→ Material provided
···

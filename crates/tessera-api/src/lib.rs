//! Shared data types for the tessera block-document engine.
//!
//! This crate holds the serializable shapes that cross the engine boundary:
//! columns, cells, view data, insert positions and the error taxonomy.
//! It is deliberately free of CRDT types — frontends consume these structs
//! without pulling in the storage substrate.

pub mod database;
pub mod error;
pub mod insert;
pub mod view;

pub use database::{Cell, Column, ColumnInit, ColumnPatch, DatabaseProps, SerializedCells};
pub use error::ModelError;
pub use insert::{InsertPosition, insert_position_to_index};
pub use view::{TableViewColumn, ViewData, ViewMode, ViewPatch, ViewType};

···

Your response should hold only an exact copy of the lines above, from the one containing "pub mod view;" through the end of the entries.

→ Answer section
pub mod view;

pub use database::{Cell, Column, ColumnInit, ColumnPatch, DatabaseProps, SerializedCells};
pub use error::ModelError;
pub use insert::{InsertPosition, insert_position_to_index};
pub use view::{TableViewColumn, ViewData, ViewMode, ViewPatch, ViewType};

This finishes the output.